Prof. Dr. Christian Gerloff: In Hamburg haben sich alle Klinken, die an der Schlaganfallversorgung teilnehmen, in der Hamburger Arbeitsgemeinschaft Schlaganfall zusammengeschlossen. In dieser Arbeitsgemeinschaft werden einheitliche Zuweisungs- und Behandlungskonzepte für akute Schlaganfallpatient:innen festgelegt, die bereits frühzeitig innovative Behandlungsansätze flächendeckend für die Metropolregion Hamburg in die klinische Praxis integrieren. Außerdem sind von Hamburg aus wissenschaftliche Impulse ausgegangen, die weltweit zur Verbesserung der Schlaganfallversorgung beigetragen haben. So konnte zum Beispiel mit der vom UKE koordinierten WAKE-UP Studie der Effekt der Thrombolyse bei Schlaganfall mit unbekanntem Symptombeginn nachgewiesen werden. Das ist ein Behandlungsansatz, der inzwischen in allen relevanten nationalen und internationalen Leitlinien als Empfehlung aufgenommen wurde.

Können konkrete Zahlen den Erfolg der Hamburger Arbeitsgemeinschaft Schlaganfall belegen?

Prof. Dr. Christian Gerloff: Eine wichtige Rolle für die kontinuierliche Verbesserung der Versorgung von Patient:innen mit Schlaganfall in Hamburg spielt die Externe Qualitätssicherung, die alle Klinken verpflichtet, Angaben zu Prozess- und Ergebnisparametern in der Schlaganfallbehandlung zu machen. Auf der Basis dieser öffentlich zugänglichen Informationen werden jedes Jahr im Dialog zwischen den Kliniken die Indikatoren für die Qualität der Behandlung angepasst. In einer kürzlich publizierten wissenschaftlichen Auswertung von erhobenen Daten aus der Schlaganfallbehandlung konnte gezeigt werden, wie die Aktivitäten in der Arbeitsgemeinschaft zu einer kontinuierlichen Verbesserung der Schlaganfallbehandlung in Hamburg geführt haben. So konnte über einen Zeitraum von zehn Jahren der Anteil der Schlaganfallpatient:innen, bei denen eine Thrombolyse, also die Auflösung des gefährlichen Blutgerinnsels im Gehirn, innerhalb von 30 Minuten nach Einlieferung ins Krankenhaus gestartet wurde, von 8 Prozent auf 54 Prozent gesteigert werden. Besteht eine Durchblutungsstörung über einen kritischen Zeitraum hinaus, entsteht eine irreversible Schädigung des Gehirns mit häufig bleibenden neurologischen Ausfallserscheinungen.

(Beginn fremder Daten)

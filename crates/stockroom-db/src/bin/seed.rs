//! # Seed Data Generator
//!
//! Populates a catalog with products for development and scan testing.
//!
//! ## Usage
//! ```bash
//! # Generate 100 products (default)
//! cargo run -p stockroom-db --bin seed
//!
//! # Generate custom amount into a specific database
//! cargo run -p stockroom-db --bin seed -- --count 1000 --db ./data/stockroom.db
//! ```
//!
//! ## Generated Products
//! Every SKU is a valid EAN-13 in the `200` in-store prefix range, so printed
//! labels of seeded products scan straight into a station. Quantities cycle
//! through 0..25, which leaves a handful of products in the low-stock report.

use clap::Parser;
use stockroom_core::symbology::mod10_check_digit;
use stockroom_core::NewProduct;
use stockroom_db::{Database, DbConfig};

/// Product categories for realistic test data
const CATEGORIES: &[(&str, &[&str])] = &[
    (
        "Beverages",
        &[
            "Sparkling Water",
            "Orange Juice",
            "Apple Juice",
            "Cola",
            "Lemonade",
            "Iced Tea",
            "Cold Brew Coffee",
            "Energy Drink",
        ],
    ),
    (
        "Snacks",
        &[
            "Salted Crisps",
            "Tortilla Chips",
            "Pretzels",
            "Trail Mix",
            "Chocolate Bar",
            "Oat Cookies",
            "Rice Crackers",
            "Gummy Bears",
        ],
    ),
    (
        "Hardware",
        &[
            "Wood Screws",
            "Drywall Anchors",
            "Masking Tape",
            "Cable Ties",
            "Hex Key Set",
            "Wall Hooks",
            "Sandpaper",
            "Wood Glue",
        ],
    ),
    (
        "Office",
        &[
            "Printer Paper",
            "Ballpoint Pens",
            "Sticky Notes",
            "Binder Clips",
            "Highlighters",
            "Envelopes",
            "Stapler",
            "Label Tape",
        ],
    ),
];

/// Size variants for products
const SIZES: &[&str] = &["Small", "Medium", "Large", "Single", "6-Pack", "12-Pack"];

/// Stockroom seed data generator
#[derive(Debug, Parser)]
#[command(name = "seed", version)]
struct Args {
    /// Number of products to generate
    #[arg(short, long, default_value_t = 100)]
    count: usize,

    /// Database file path
    #[arg(short, long, default_value = "./stockroom_dev.db")]
    db: String,
}

#[tokio::main]
async fn main() -> Result<(), Box<dyn std::error::Error>> {
    let args = Args::parse();

    println!("Stockroom Seed Data Generator");
    println!("=============================");
    println!("Database: {}", args.db);
    println!("Products: {}", args.count);
    println!();

    let db = Database::new(DbConfig::new(&args.db)).await?;
    println!("✓ Connected to database");
    println!("✓ Migrations applied");

    let existing = db.products().count().await?;
    if existing > 0 {
        println!("⚠ Database already has {} products", existing);
        println!("  Skipping seed to avoid duplicates.");
        println!("  Delete the database file to regenerate.");
        return Ok(());
    }

    println!();
    println!("Generating products...");

    let start = std::time::Instant::now();
    let mut generated = 0;

    let combinations = CATEGORIES.iter().flat_map(|(category, names)| {
        names
            .iter()
            .flat_map(move |name| SIZES.iter().map(move |size| (*category, *name, *size)))
    });

    for (seq, (category, name, size)) in combinations.take(args.count).enumerate() {
        let product = generate_product(category, name, size, seq);

        if let Err(e) = db.products().insert(&product).await {
            eprintln!("Failed to insert {}: {}", product.sku, e);
            continue;
        }

        generated += 1;
        if generated % 50 == 0 {
            println!("  Generated {} products...", generated);
        }
    }

    println!();
    println!("✓ Generated {} products in {:?}", generated, start.elapsed());

    let summary = db.products().summary(stockroom_core::LOW_STOCK_THRESHOLD).await?;
    println!(
        "  {} products, {} low on stock",
        summary.product_count, summary.low_stock_count
    );

    Ok(())
}

/// Generates a single product with a scannable EAN-13 SKU.
fn generate_product(category: &str, name: &str, size: &str, seq: usize) -> NewProduct {
    let data: Vec<u8> = format!("200{:09}", seq)
        .bytes()
        .map(|b| b - b'0')
        .collect();
    let check = mod10_check_digit(&data);
    let sku = format!("200{:09}{}", seq, check);

    NewProduct {
        sku,
        name: format!("{} {}", name, size),
        quantity: (seq % 25) as i64,
        category: Some(category.to_string()),
    }
}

Was sind die Anzeichen für einen Schlaganfall bei Männern und Frauen?

Prof. Dr. Christian Gerloff: Bei der großen Mehrzahl aller Schlaganfälle (etwa 85 Prozent) handelt es sich um Durchblutungsstörungen des Gehirns (ischämischer Schlaganfall, Hirninfarkt). Hierbei kommt es durch den Verschluss einer großen oder kleinen Arterie des Gehirns zu einer Durchblutungsstörung bestimmter Gehirnregionen, die sich durch entsprechende Ausfallserscheinungen bemerkbar macht. Typische Schlaganfallsymptome sind plötzlich auftretende Lähmungen, Sprachstörungen, Sehstörungen, Gefühlsstörungen oder Koordinationsstörungen. Häufig ist nur eine Körperseite betroffen und typischerweise treten die Symptome ohne begleitende Schmerzen auf.

Was gilt es, bei dem Verdacht auf einen Schlaganfall zu tun?

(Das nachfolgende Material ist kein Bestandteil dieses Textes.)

//! # stockroom-scan: Barcode Scan-to-Action Workflow
//!
//! Everything between "the camera saw a barcode" and "the catalog answered".
//!
//! ## Data Flow
//! ```text
//! ┌─────────────────────────────────────────────────────────────────────────┐
//! │                       Scan-to-Action Pipeline                           │
//! │                                                                         │
//! │  DecoderEngine (camera library / keyboard wedge)                       │
//! │       │  RawDetection { code, symbology }  (from any thread)           │
//! │       ▼                                                                 │
//! │  DetectionSink ──► DetectionStream        [decoder]                    │
//! │       │  ScanEvent { code, symbology, timestamp }                      │
//! │       ▼                                                                 │
//! │  Debouncer: accept iff now - last_accepted > cooldown   [debounce]     │
//! │       │                                                                 │
//! │       ▼                                                                 │
//! │  ScanSession: stop camera, beep, state = Accepted       [session]      │
//! │       │                                                                 │
//! │       ▼                                                                 │
//! │  lookup(code) ── exactly one catalog read ──► Found(product)  [lookup] │
//! │       │                                   └─► NotFound(draft)          │
//! │       ▼                                                                 │
//! │  ScanHistory.append(entry), state = Idle                [history]      │
//! └─────────────────────────────────────────────────────────────────────────┘
//! ```
//!
//! ## Modules
//!
//! - [`decoder`] - Engine seam, camera lease, detection subscription
//! - [`wedge`] - Keyboard-wedge scanner engine
//! - [`debounce`] - Cooldown gate
//! - [`session`] - Scan session state machine
//! - [`lookup`] - Lookup-or-create workflow
//! - [`catalog`] - Catalog trait and its SQLite implementation
//! - [`history`] - Append-only scan history
//! - [`audio`] - Confirmation cue
//! - [`error`] - Scan error types

pub mod audio;
pub mod catalog;
pub mod debounce;
pub mod decoder;
pub mod error;
pub mod history;
pub mod lookup;
pub mod session;
pub mod wedge;

#[cfg(test)]
pub(crate) mod testing;

pub use audio::{AudioCue, SilentCue, TerminalBell};
pub use catalog::{Catalog, CatalogError};
pub use debounce::Debouncer;
pub use decoder::{
    CameraHandle, DecoderAdapter, DecoderConfig, DecoderEngine, DetectionSink, DetectionStream,
    FacingMode, OpenRequest, PreviewSurface, RawDetection, ScanEvent,
};
pub use error::{CameraError, ScanError, ScanResult};
pub use history::ScanHistory;
pub use lookup::LookupResolution;
pub use session::{
    ChannelEmitter, NoOpEmitter, ScanSession, SessionConfig, SessionEmitter, SessionEvent,
};
pub use wedge::{WedgeEngine, WedgeInput};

Prof. Dr. Christian Gerloff: Bei der Behandlung des akuten Schlaganfalls zählt jede Minute, und zwar jede Minute bis zu einer qualitativ hochwertigen, spezialisierten Therapie. Ein schnellerer Beginn der optimalen Behandlungsschritte ist der Schlüssel zu weniger bleibenden Schäden und höherer Lebensqualität bei den Betroffenen. Betroffene sollen daher bei Anzeichen für einen Schlaganfall sofort die 112 wählen. Die Patienten:innen werden dann vom Rettungsdienst umgehend in eine Hamburger Klinik mit Stroke Unit, also einer Schlaganfall-Spezialstation, eingeliefert.

Über Universitätsklinikum Hamburg-Eppendorf (UKE)

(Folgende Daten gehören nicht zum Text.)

//! # Domain Types
//!
//! Core domain types used throughout Stockroom.
//!
//! ## Type Map
//! ```text
//! ┌─────────────────────────────────────────────────────────────────────────┐
//! │                         Domain Types                                    │
//! │                                                                         │
//! │  ┌─────────────────┐   ┌─────────────────┐   ┌─────────────────────┐   │
//! │  │    Product      │   │  ProductDraft   │   │  ScanHistoryEntry   │   │
//! │  │  ─────────────  │   │  ─────────────  │   │  ─────────────────  │   │
//! │  │  id (UUID)      │   │  name  (text)   │   │  code               │   │
//! │  │  sku (business) │◄──│  sku   (text)   │   │  symbology          │   │
//! │  │  name           │   │  quantity(text) │   │  timestamp          │   │
//! │  │  quantity       │   │  category(text) │   │  outcome            │   │
//! │  │  category       │   └─────────────────┘   └─────────────────────┘   │
//! │  └─────────────────┘     validate_draft()                              │
//! │                          ───► NewProduct                               │
//! │                                                                         │
//! │  ┌─────────────────┐   ┌─────────────────┐   ┌─────────────────────┐   │
//! │  │  ProductQuery   │   │    Page<T>      │   │  SessionState       │   │
//! │  │  page, limit    │──►│  items, total   │   │  Idle / Active /    │   │
//! │  │  search, sort   │   │  total_pages    │   │  Paused / Accepted  │   │
//! │  └─────────────────┘   └─────────────────┘   └─────────────────────┘   │
//! └─────────────────────────────────────────────────────────────────────────┘
//! ```
//!
//! ## Dual-Key Identity Pattern
//! Every product has:
//! - `id`: UUID v4 - immutable, used for relations
//! - `sku`: business identifier, the value printed in the barcode

use chrono::{DateTime, Utc};
use serde::{Deserialize, Serialize};
use ts_rs::TS;

use crate::error::ValidationError;
use crate::symbology::Symbology;
use crate::{DEFAULT_PAGE_SIZE, LOW_STOCK_THRESHOLD, MAX_PAGE_SIZE};

// =============================================================================
// Product
// =============================================================================

/// A product tracked in the inventory catalog.
#[derive(Debug, Clone, PartialEq, Serialize, Deserialize, TS)]
#[cfg_attr(feature = "sqlx", derive(sqlx::FromRow))]
#[ts(export)]
#[serde(rename_all = "camelCase")]
pub struct Product {
    /// Unique identifier (UUID v4).
    pub id: String,

    /// Stock Keeping Unit - trimmed, matched exactly, unique.
    pub sku: String,

    /// Display name.
    pub name: String,

    /// Units on hand (never negative).
    pub quantity: i64,

    /// Optional grouping shown in listings.
    pub category: Option<String>,

    /// When the product was created.
    #[ts(as = "String")]
    pub created_at: DateTime<Utc>,

    /// When the product was last updated.
    #[ts(as = "String")]
    pub updated_at: DateTime<Utc>,
}

impl Product {
    /// Checks if the product is below the default low-stock threshold.
    pub fn is_low_stock(&self) -> bool {
        self.is_below(LOW_STOCK_THRESHOLD)
    }

    /// Checks if the product quantity is strictly below `threshold`.
    #[inline]
    pub fn is_below(&self, threshold: i64) -> bool {
        self.quantity < threshold
    }
}

/// A validated product ready to be written to the catalog.
///
/// Produced by [`crate::validation::validate_draft`] or
/// [`crate::validation::validate_new_product`]; the SKU is already normalized.
#[derive(Debug, Clone, PartialEq, Eq, Serialize, Deserialize)]
#[serde(rename_all = "camelCase")]
pub struct NewProduct {
    pub sku: String,
    pub name: String,
    pub quantity: i64,
    pub category: Option<String>,
}

// =============================================================================
// Product Draft
// =============================================================================

/// Transient creation form state used when a scanned code is not in the catalog.
///
/// ## Lifecycle
/// ```text
/// lookup miss ──► ProductDraft::for_scanned_code(code)   (sku pre-filled)
///      │
///      ▼
/// operator fills name / quantity / category
///      │
///      ▼
/// validate_draft() ──► ValidationError? form stays open
///      │
///      ▼
/// NewProduct ──► catalog create ──► draft discarded
/// ```
///
/// All fields are raw text exactly as typed so that blank input can be told
/// apart from a zero quantity.
#[derive(Debug, Clone, Default, PartialEq, Eq, Serialize, Deserialize, TS)]
#[ts(export)]
#[serde(rename_all = "camelCase")]
pub struct ProductDraft {
    pub name: String,
    pub sku: String,
    pub quantity: String,
    pub category: String,
}

impl ProductDraft {
    /// Creates a draft with the scanned code as SKU and everything else blank.
    pub fn for_scanned_code(code: &str) -> Self {
        ProductDraft {
            sku: code.trim().to_string(),
            ..Default::default()
        }
    }
}

// =============================================================================
// Scan History
// =============================================================================

/// Result of looking up a scanned code in the catalog.
#[derive(Debug, Clone, Copy, PartialEq, Eq, Serialize, Deserialize, TS)]
#[ts(export)]
pub enum ScanOutcome {
    Found,
    NotFound,
}

impl std::fmt::Display for ScanOutcome {
    fn fmt(&self, f: &mut std::fmt::Formatter<'_>) -> std::fmt::Result {
        match self {
            ScanOutcome::Found => write!(f, "Found"),
            ScanOutcome::NotFound => write!(f, "Not Found"),
        }
    }
}

/// One resolved scan, as recorded in the session history.
///
/// Entries are immutable once appended.
#[derive(Debug, Clone, PartialEq, Eq, Serialize, Deserialize, TS)]
#[ts(export)]
#[serde(rename_all = "camelCase")]
pub struct ScanHistoryEntry {
    pub code: String,
    pub symbology: Symbology,
    /// When the barcode was detected.
    #[ts(as = "String")]
    pub timestamp: DateTime<Utc>,
    pub outcome: ScanOutcome,
}

/// Lifecycle state of a scan session.
///
/// ```text
///            begin_session()             accepted detection
///   Idle ───────────────────► Active ─────────────────────► Accepted
///    ▲                        │    ▲                           │
///    │      end_session()     │    │ resume()                  │ lookup resolved
///    ├────────────────────────┘    │                           │ (or failed)
///    │                        pause()                          │
///    │                          ▼  │                           │
///    ├──────────────────────── Paused                          │
///    └─────────────────────────────────────────────────────────┘
/// ```
#[derive(Debug, Clone, Copy, Default, PartialEq, Eq, Serialize, Deserialize, TS)]
#[ts(export)]
#[serde(rename_all = "snake_case")]
pub enum SessionState {
    /// Camera released, waiting for the operator to start a scan.
    #[default]
    Idle,
    /// Camera leased, detections flowing.
    Active,
    /// Camera leased, detections discarded.
    Paused,
    /// A detection was accepted; camera already released, lookup in flight.
    Accepted,
}

impl std::fmt::Display for SessionState {
    fn fmt(&self, f: &mut std::fmt::Formatter<'_>) -> std::fmt::Result {
        match self {
            SessionState::Idle => write!(f, "idle"),
            SessionState::Active => write!(f, "active"),
            SessionState::Paused => write!(f, "paused"),
            SessionState::Accepted => write!(f, "accepted"),
        }
    }
}

// =============================================================================
// Listing Queries
// =============================================================================

/// Column a product listing is ordered by.
#[derive(Debug, Clone, Copy, Default, PartialEq, Eq, Serialize, Deserialize)]
#[serde(rename_all = "snake_case")]
pub enum ProductSort {
    #[default]
    Name,
    Sku,
    Quantity,
    CreatedAt,
    UpdatedAt,
}

impl ProductSort {
    /// Column name in the `products` table.
    pub const fn column(&self) -> &'static str {
        match self {
            ProductSort::Name => "name",
            ProductSort::Sku => "sku",
            ProductSort::Quantity => "quantity",
            ProductSort::CreatedAt => "created_at",
            ProductSort::UpdatedAt => "updated_at",
        }
    }
}

impl std::str::FromStr for ProductSort {
    type Err = ValidationError;

    fn from_str(s: &str) -> Result<Self, Self::Err> {
        match s.trim().to_lowercase().replace('-', "_").as_str() {
            "name" => Ok(ProductSort::Name),
            "sku" => Ok(ProductSort::Sku),
            "quantity" | "qty" => Ok(ProductSort::Quantity),
            "created_at" | "created" => Ok(ProductSort::CreatedAt),
            "updated_at" | "updated" => Ok(ProductSort::UpdatedAt),
            _ => Err(ValidationError::NotAllowed {
                field: "sort".to_string(),
                allowed: ["name", "sku", "quantity", "created_at", "updated_at"]
                    .iter()
                    .map(|s| s.to_string())
                    .collect(),
            }),
        }
    }
}

/// Sort direction.
#[derive(Debug, Clone, Copy, Default, PartialEq, Eq, Serialize, Deserialize)]
#[serde(rename_all = "lowercase")]
pub enum SortDirection {
    #[default]
    Asc,
    Desc,
}

impl SortDirection {
    pub const fn keyword(&self) -> &'static str {
        match self {
            SortDirection::Asc => "ASC",
            SortDirection::Desc => "DESC",
        }
    }
}

/// Paginated, sorted and filtered product listing request.
///
/// `page` is 1-based. Out-of-range values are clamped by [`ProductQuery::normalized`].
#[derive(Debug, Clone, PartialEq, Eq, Serialize, Deserialize)]
#[serde(default)]
pub struct ProductQuery {
    pub page: u32,
    pub limit: u32,
    /// Case-insensitive substring match on name or SKU.
    pub search: Option<String>,
    /// Exact category match.
    pub category: Option<String>,
    pub sort: ProductSort,
    pub direction: SortDirection,
}

impl Default for ProductQuery {
    fn default() -> Self {
        ProductQuery {
            page: 1,
            limit: DEFAULT_PAGE_SIZE,
            search: None,
            category: None,
            sort: ProductSort::default(),
            direction: SortDirection::default(),
        }
    }
}

impl ProductQuery {
    /// Returns a copy with page/limit clamped and blank filters removed.
    pub fn normalized(&self) -> Self {
        let blank_to_none = |v: &Option<String>| {
            v.as_deref()
                .map(str::trim)
                .filter(|s| !s.is_empty())
                .map(str::to_string)
        };

        ProductQuery {
            page: self.page.max(1),
            limit: self.limit.clamp(1, MAX_PAGE_SIZE),
            search: blank_to_none(&self.search),
            category: blank_to_none(&self.category),
            sort: self.sort,
            direction: self.direction,
        }
    }

    /// Number of rows to skip for this page.
    pub fn offset(&self) -> u64 {
        u64::from(self.page.saturating_sub(1)) * u64::from(self.limit)
    }
}

/// One page of a listing.
#[derive(Debug, Clone, PartialEq, Serialize, Deserialize, TS)]
#[ts(export)]
#[serde(rename_all = "camelCase")]
pub struct Page<T> {
    pub items: Vec<T>,
    pub page: u32,
    pub limit: u32,
    pub total: i64,
    pub total_pages: u32,
}

impl<T> Page<T> {
    /// Builds a page, deriving `total_pages` from `total` and `limit`.
    pub fn new(items: Vec<T>, page: u32, limit: u32, total: i64) -> Self {
        let limit = limit.max(1);
        let total_pages = if total <= 0 {
            0
        } else {
            ((total as u64).div_ceil(u64::from(limit))) as u32
        };
        Page {
            items,
            page,
            limit,
            total,
            total_pages,
        }
    }

    /// Whether a later page exists.
    pub fn has_next(&self) -> bool {
        self.page < self.total_pages
    }
}

/// Aggregate counters for the inventory dashboard.
#[derive(Debug, Clone, Default, PartialEq, Eq, Serialize, Deserialize)]
#[serde(rename_all = "camelCase")]
pub struct InventorySummary {
    pub product_count: i64,
    pub low_stock_count: i64,
    pub total_units: i64,
    pub category_count: i64,
}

Das 1889 gegründete Universitätsklinikum Hamburg-Eppendorf (UKE) ist eine der modernsten Kliniken Europas und mit rund 14.100 Mitarbeitenden einer der größten Arbeitgeber in Hamburg. Pro Jahr werden im UKE rund 449.000 Patient:innen versorgt, 88.000 davon stationär und 361.000 ambulant. Zu den Forschungsschwerpunkten des UKE gehören die Neurowissenschaften, die Herz-Kreislauf-Forschung, die Versorgungsforschung, die Onkologie sowie Infektionen und Entzündungen. Über die Medizinische Fakultät bildet das UKE rund 3.400 Mediziner:innen, Zahnmediziner:innen und Hebammen aus.